No caso das barragens já existentes que utilizem esse método, o empreendedor deverá descaracterizar (esvaziar) a estrutura, no caso das inativas; e promover, em até três anos, a migração para tecnologia alternativa de acumulação ou disposição de rejeitos e resíduos e a descaracterização da barragem, no caso das que estejam em operação.

Autossalvamento - Outro dispositivo considerado muito importante pelos representantes de movimentos sociais é que não serão mais permitidas barragens onde, após estudos de cenários de possíveis rupturas, haja comunidade na chamada zona de autossalvamento. Trata-se da porção do vale a jusante da barragem, onde não haveria tempo suficiente para intervenção em situação de emergência.

Para a delimitação da extensão da zona de autossalvamento, o texto estabelece que será considerada a maior entre as duas seguintes distâncias a partir da barragem: 10 quilômetros ao longo do curso do vale ou a porção do vale passível de ser atingida pela onda de inundação num prazo de trinta minutos.

Licenciamento - Outra proibição é com relação à emissão de licenças concomitantes. Nenhum empreendimento receberá várias licenças ao mesmo tempo, provisórias e/ou ad referendum, para as várias fases do licenciamento ambiental.

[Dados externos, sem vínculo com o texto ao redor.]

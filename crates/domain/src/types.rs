//! Payment gateway request and response models
//!
//! Request bodies are serialized exactly as the gateway expects them; the
//! payment client performs no field mapping of its own.

use chrono::{DateTime, FixedOffset};
use serde::{Deserialize, Serialize};

/// A payment method offered by the gateway (e.g. `visa`, `pse`)
#[derive(Debug, Clone, Serialize, Deserialize, PartialEq)]
pub struct PaymentMethod {
    #[serde(default, skip_serializing_if = "Option::is_none")]
    pub id: Option<String>,
    #[serde(default, skip_serializing_if = "Option::is_none")]
    pub name: Option<String>,
    #[serde(default, skip_serializing_if = "Option::is_none")]
    pub payment_type_id: Option<String>,
    #[serde(default, skip_serializing_if = "Option::is_none")]
    pub status: Option<String>,
    #[serde(default, skip_serializing_if = "Option::is_none")]
    pub financial_institutions: Option<Vec<FinancialInstitution>>,
}

/// A bank available for bank-debit (PSE) payments
#[derive(Debug, Clone, Serialize, Deserialize, PartialEq, Eq)]
pub struct FinancialInstitution {
    #[serde(default)]
    pub id: Option<String>,
    #[serde(default)]
    pub name: Option<String>,
}

/// Identification document of the payer
#[derive(Debug, Clone, Serialize, Deserialize, PartialEq, Eq)]
pub struct Identification {
    #[serde(rename = "type")]
    pub kind: String,
    pub number: String,
}

#[derive(Debug, Clone, Serialize, Deserialize, PartialEq, Eq)]
pub struct Payer {
    pub email: String,
    #[serde(default, skip_serializing_if = "Option::is_none")]
    pub first_name: Option<String>,
    #[serde(default, skip_serializing_if = "Option::is_none")]
    pub last_name: Option<String>,
    /// `individual` or `association`; required for PSE
    #[serde(default, skip_serializing_if = "Option::is_none")]
    pub entity_type: Option<String>,
    /// Usually `customer`; required for PSE
    #[serde(rename = "type", default, skip_serializing_if = "Option::is_none")]
    pub kind: Option<String>,
    pub identification: Identification,
}

#[derive(Debug, Clone, Default, Serialize, Deserialize, PartialEq, Eq)]
pub struct AdditionalInfo {
    #[serde(default, skip_serializing_if = "Option::is_none")]
    pub ip_address: Option<String>,
}

/// Card payment using a card token produced client-side
#[derive(Debug, Clone, Serialize, Deserialize, PartialEq)]
pub struct CardPaymentRequest {
    pub transaction_amount: f64,
    pub token: String,
    pub description: String,
    pub installments: u32,
    pub payment_method_id: String,
    pub issuer_id: String,
    pub payer: Payer,
    pub notification_url: String,
    #[serde(default, skip_serializing_if = "Option::is_none")]
    pub additional_info: Option<AdditionalInfo>,
}

/// Bank-debit redirect payment; `issuer_id` is the chosen financial institution
#[derive(Debug, Clone, Serialize, Deserialize, PartialEq)]
pub struct PsePaymentRequest {
    pub transaction_amount: f64,
    pub description: String,
    pub payment_method_id: String,
    pub payer: Payer,
    pub issuer_id: String,
    pub callback_url: String,
    pub notification_url: String,
    #[serde(default, skip_serializing_if = "Option::is_none")]
    pub additional_info: Option<AdditionalInfo>,
}

/// Gateway answer to a payment creation
#[derive(Debug, Clone, Serialize, Deserialize, PartialEq)]
pub struct PaymentResponse {
    pub id: i64,
    #[serde(default)]
    pub status: Option<String>,
    #[serde(default)]
    pub status_detail: Option<String>,
    #[serde(default)]
    pub transaction_amount: Option<f64>,
    #[serde(default)]
    pub description: Option<String>,
    #[serde(default)]
    pub payment_method_id: Option<String>,
    #[serde(default)]
    pub payment_type_id: Option<String>,
    #[serde(default)]
    pub date_created: Option<DateTime<FixedOffset>>,
    #[serde(default)]
    pub date_approved: Option<DateTime<FixedOffset>>,
    /// Bank redirect for PSE payments
    #[serde(default)]
    pub external_resource_url: Option<String>,
}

Para a construção, o funcionamento ou a ampliação das barragens, cada empreendimento deverá passar por três etapas de liberação: Licença Prévia (LP), Licença de Instalação (LI) e Licença de Operação (LO), além da apresentação preliminar do Estudo de Impacto Ambiental (EIA) e do Relatório de Impacto Ambiental (Rima).

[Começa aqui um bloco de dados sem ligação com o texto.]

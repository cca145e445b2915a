//! Tracing subscriber setup
//!
//! Libraries in this workspace only emit `tracing` events; the host
//! application decides where they go. `init_tracing` installs a global fmt
//! subscriber filtered by `RUST_LOG`, falling back to the given level.

use std::str::FromStr;

use mpauth_domain::GatewayError;
use tracing_subscriber::layer::SubscriberExt;
use tracing_subscriber::util::SubscriberInitExt;
use tracing_subscriber::EnvFilter;

/// Environment variable selecting the output format (`pretty` or `json`)
pub const LOG_FORMAT_ENV: &str = "MPAUTH_LOG_FORMAT";

/// Default filter when `RUST_LOG` is unset
pub const DEFAULT_LOG_LEVEL: &str = "info";

/// Output format of the fmt layer
#[derive(Debug, Clone, Copy, Default, PartialEq, Eq)]
pub enum LogFormat {
    /// Human readable lines for local development
    #[default]
    Pretty,
    /// One JSON object per event, for log shippers
    Json,
}

impl LogFormat {
    /// Format from `MPAUTH_LOG_FORMAT`, defaulting to [`LogFormat::Pretty`]
    /// when unset or unrecognised.
    pub fn from_env() -> Self {
        std::env::var(LOG_FORMAT_ENV).ok().and_then(|v| v.parse().ok()).unwrap_or_default()
    }
}

impl FromStr for LogFormat {
    type Err = GatewayError;

    fn from_str(s: &str) -> Result<Self, Self::Err> {
        match s.trim().to_ascii_lowercase().as_str() {
            "pretty" | "text" | "plain" => Ok(Self::Pretty),
            "json" => Ok(Self::Json),
            other => Err(GatewayError::Config(format!("unknown log format: {other}"))),
        }
    }
}

/// Install the global subscriber.
///
/// Returns `false` if a subscriber was already installed (by an earlier call
/// or by the host application); that is not an error.
pub fn init_tracing(format: LogFormat) -> bool {
    init_tracing_with_level(format, DEFAULT_LOG_LEVEL)
}

/// Like [`init_tracing`] with a custom default level when `RUST_LOG` is unset
pub fn init_tracing_with_level(format: LogFormat, default_level: &str) -> bool {
    let filter =
        EnvFilter::try_from_default_env().unwrap_or_else(|_| EnvFilter::new(default_level));

    let registry = tracing_subscriber::registry().with(filter);
    let installed = match format {
        LogFormat::Pretty => registry.with(tracing_subscriber::fmt::layer()).try_init(),
        LogFormat::Json => registry.with(tracing_subscriber::fmt::layer().json()).try_init(),
    };

    installed.is_ok()
}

Segurança- O Plano de Segurança da Barragem, que será exigido no pedido de Licença de Instalação, será submetido à análise do órgão ou da entidade estadual competente.

A divulgação e a orientação sobre os procedimentos nele previstos deverão ser feitas por meio de reuniões públicas em locais acessíveis às populações situadas na área a jusante da barragem, que devem ser informadas com antecedência e estimuladas a participar das ações preventivas previstas no referido plano.

Ainda segundo o texto, o Plano de Ação de Emergência (PAE) deverá ser elaborado e implantado com a participação dos órgãos ou entidades estadual e municipais de proteção e defesa civil, ficando disponível no empreendimento e nas prefeituras municipais.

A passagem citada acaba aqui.